Никогда ни звездой себя не ощущала, ни примой, ни сверхбалериной, никогда не считала, что мне все дано. Да, конечно, я народная артистка СССР, орденоносец, лауреат ряда престижных премий. Но для меня это вовсе не основание для того, чтобы увериться в своей исключительности.
В издательстве "АСТ-Пресс" готовятся к публикации мемуары Екатерины Максимовой "Мадам Нет" (литературная запись Елены Фетисовой). Кроме воспоминаний знаменитой балерины, в сборник войдет Энциклопедия Максимовой - ее балетные партии, роли в кино и на ТВ, балетмейстеры, ставившие ей танцы, театры, где она гастролировала, кинофильмы, в которых снялась, и т. д. Выход книги в свет планируется на август этого года. "НГ" публикует фрагменты из двух глав: "Я - звезда?!" и "Кино и телевидение - что получилось".
Никогда ни звездой себя не ощущала, ни примой, ни сверхбалериной, никогда не считала, что мне все дано. Да, конечно, я народная артистка СССР, орденоносец, лауреат ряда престижных премий (среди которых, например, премия Парижской академии танца как лучшей балерине мира). Но для меня это вовсе не основание для того, чтобы увериться в своей исключительности.

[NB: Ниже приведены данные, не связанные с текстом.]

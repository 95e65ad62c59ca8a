//! Side (Buy / Sell) for orders and fills.

/// Order side: Buy or Sell.
#[derive(Debug, Copy, Clone, PartialEq, Eq, Hash)]
pub enum Side {
    Buy,
    Sell,
}

impl Side {
    /// Human-readable label used in notifications (`"Buy"` / `"Sell"`).
    pub fn label(self) -> &'static str {
        match self {
            Side::Buy => "Buy",
            Side::Sell => "Sell",
        }
    }

    /// Parse a protocol keyword (`BUY` / `SELL`, case-insensitive).
    pub fn from_keyword(s: &str) -> Option<Self> {
        if s.eq_ignore_ascii_case("BUY") {
            Some(Side::Buy)
        } else if s.eq_ignore_ascii_case("SELL") {
            Some(Side::Sell)
        } else {
            None
        }
    }
}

В жизни мой "звездный" статус никак не проявляется: меня никто нигде не узнает, на разные вечера, презентации, встречи вечно кто-нибудь "за ручку" проводит. Бывали случаи, когда кто-то идет впереди, заявляет: "А я с Максимовой!" Его пропускают - меня нет. Я вижу дверь, на которой написано: "Посторонним вход воспрещен", - меня туда арканом не затащить! Мне иногда говорят: "Скажи, что ты Максимова!" (чтобы пройти куда-то, добиться чего-то). А мне все время кажется - вот я приду, скажу, что я Максимова, и услышу в ответ: "Ну и что?" Правда, однажды произошел совершенно анекдотичный случай, когда мое имя помогло продвинуться в очереди. Ехали мы тогда с Володей из Лондона в Париж - наш микроавтобус перегоняли. Из Парижа отправились в Москву и застряли на польско-советской границе. Стояли долго, в Бресте выстроилась дикая очередь, двое суток там проторчали, по полметра в час продвигались. Когда Володя уставал, уже просто "вырубался", за руль садилась я. А не дай Бог, заснешь - тут же кто-нибудь на твое место втиснется. Наконец подъезжаем - и, конечно, теперь начинаются какие-то бумаги, бесконечные кабинеты, подписи, разрешения. Ходим, мыкаемся, заглядываем во все двери. И вот в одном кабинете сидит какая-то дама, смотрит на меня и вдруг начинает ойкать:
- Ой! Неужели?! Вы Максимова?!
- Да...
- Ой, знаете, я вас видела в "Пламени Парижа"!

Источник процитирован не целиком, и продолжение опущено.